- Directions -
The first line of the entries through the line bearing "center by id": copy these lines exactly and return nothing else.

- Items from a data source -
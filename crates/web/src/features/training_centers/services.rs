use sqlx::PgPool;
use storage::{
    dto::{common::PaginationParams, training_center::CreateTrainingCenterRequest},
    error::Result,
    models::TrainingCenter,
    repository::training_center::TrainingCenterRepository,
};
use uuid::Uuid;

/// Create a new training center
pub async fn create_training_center(
    pool: &PgPool,
    request: CreateTrainingCenterRequest,
) -> Result<TrainingCenter> {
    let repo = TrainingCenterRepository::new(pool);
    let center = repo.create(&request.into_training_center()).await?;

    tracing::info!(training_center_id = %center.id, "Training center created");
    Ok(center)
}

/// List one page of training centers
pub async fn list_training_centers(
    pool: &PgPool,
    page: PaginationParams,
) -> Result<(Vec<TrainingCenter>, i64)> {
    let repo = TrainingCenterRepository::new(pool);
    repo.list(page).await
}

/// Get training center by id
pub async fn get_training_center(pool: &PgPool, id: Uuid) -> Result<TrainingCenter> {
    let repo = TrainingCenterRepository::new(pool);
    repo.find_by_id(id).await
}
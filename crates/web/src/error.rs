use axum::{
    Json,
    http::StatusCode,
    response::{IntoResponse, Response},
};
use serde_json::json;
use std::fmt;
use storage::error::StorageError;
use validator::{ValidationError, ValidationErrors, ValidationErrorsKind};

/// Web layer errors
#[derive(Debug)]
pub enum WebError {
    Storage(StorageError),
    Validation(ValidationErrors),
    BadRequest(String),
    NotFound(String),
}

impl fmt::Display for WebError {
    fn fmt(&self, f: &mut fmt::Formatter<'_>) -> fmt::Result {
        match self {
            Self::Storage(e) => write!(f, "Storage error: {}", e),
            Self::Validation(e) => write!(f, "Validation error: {}", e),
            Self::BadRequest(msg) => write!(f, "Bad request: {}", msg),
            Self::NotFound(msg) => write!(f, "Not found: {}", msg),
        }
    }
}

impl IntoResponse for WebError {
    fn into_response(self) -> Response {
        let status_code = match &self {
            Self::Storage(StorageError::NotFound) => StatusCode::NOT_FOUND,
            Self::Storage(StorageError::ConstraintViolation(_)) => StatusCode::CONFLICT,
            Self::Storage(StorageError::InvalidReference(_)) => StatusCode::BAD_REQUEST,
            Self::Storage(_) => StatusCode::INTERNAL_SERVER_ERROR,
            Self::Validation(_) => StatusCode::BAD_REQUEST,
            Self::BadRequest(_) => StatusCode::BAD_REQUEST,
            Self::NotFound(_) => StatusCode::NOT_FOUND,
        };

        let body = match &self {
            Self::Storage(StorageError::NotFound) => {
                json!({
                    "error": "Resource not found"
                })
            }
            Self::Storage(StorageError::ConstraintViolation(msg))
            | Self::Storage(StorageError::InvalidReference(msg)) => {
                json!({
                    "error": msg
                })
            }
            Self::Storage(e) => {
                tracing::error!("Storage error: {:?}", e);
                json!({
                    "error": "An internal error occurred"
                })
            }
            Self::Validation(errors) => {
                let mut details = Vec::new();
                collect_field_errors("", errors, &mut details);
                details.sort();

                json!({
                    "error": "Validation failed",
                    "details": details
                })
            }
            Self::BadRequest(msg) | Self::NotFound(msg) => {
                json!({
                    "error": msg
                })
            }
        };

        (status_code, Json(body)).into_response()
    }
}

/// Flattens nested validation errors into `path.to.field: message` lines
fn collect_field_errors(prefix: &str, errors: &ValidationErrors, out: &mut Vec<String>) {
    for (field, kind) in errors.errors() {
        let path = if prefix.is_empty() {
            field.to_string()
        } else {
            format!("{}.{}", prefix, field)
        };

        match kind {
            ValidationErrorsKind::Field(field_errors) => {
                out.extend(
                    field_errors
                        .iter()
                        .map(|e| format!("{}: {}", path, describe(e))),
                );
            }
            ValidationErrorsKind::Struct(nested) => collect_field_errors(&path, nested, out),
            ValidationErrorsKind::List(items) => {
                for (index, nested) in items {
                    collect_field_errors(&format!("{}[{}]", path, index), nested, out);
                }
            }
        }
    }
}

fn describe(error: &ValidationError) -> String {
    error
        .message
        .as_ref()
        .map(|m| m.to_string())
        .unwrap_or_else(|| error.code.to_string())
}

impl From<StorageError> for WebError {
    fn from(error: StorageError) -> Self {
        Self::Storage(error)
    }
}

impl From<ValidationErrors> for WebError {
    fn from(error: ValidationErrors) -> Self {
        Self::Validation(error)
    }
}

- Result -
filename crates/web/src/features/training_centers/services.rs
use sqlx::PgPool;
use storage::{
    dto::{common::PaginationParams, training_center::CreateTrainingCenterRequest},
    error::Result,
    models::TrainingCenter,
    repository::training_center::TrainingCenterRepository,
};
use uuid::Uuid;

/// Create a new training center
pub async fn create_training_center(
    pool: &PgPool,
    request: CreateTrainingCenterRequest,
) -> Result<TrainingCenter> {
    let repo = TrainingCenterRepository::new(pool);
    let center = repo.create(&request.into_training_center()).await?;

    tracing::info!(training_center_id = %center.id, "Training center created");
    Ok(center)
}

/// List one page of training centers
pub async fn list_training_centers(
    pool: &PgPool,
    page: PaginationParams,
) -> Result<(Vec<TrainingCenter>, i64)> {
    let repo = TrainingCenterRepository::new(pool);
    repo.list(page).await
}

/// Get training center by id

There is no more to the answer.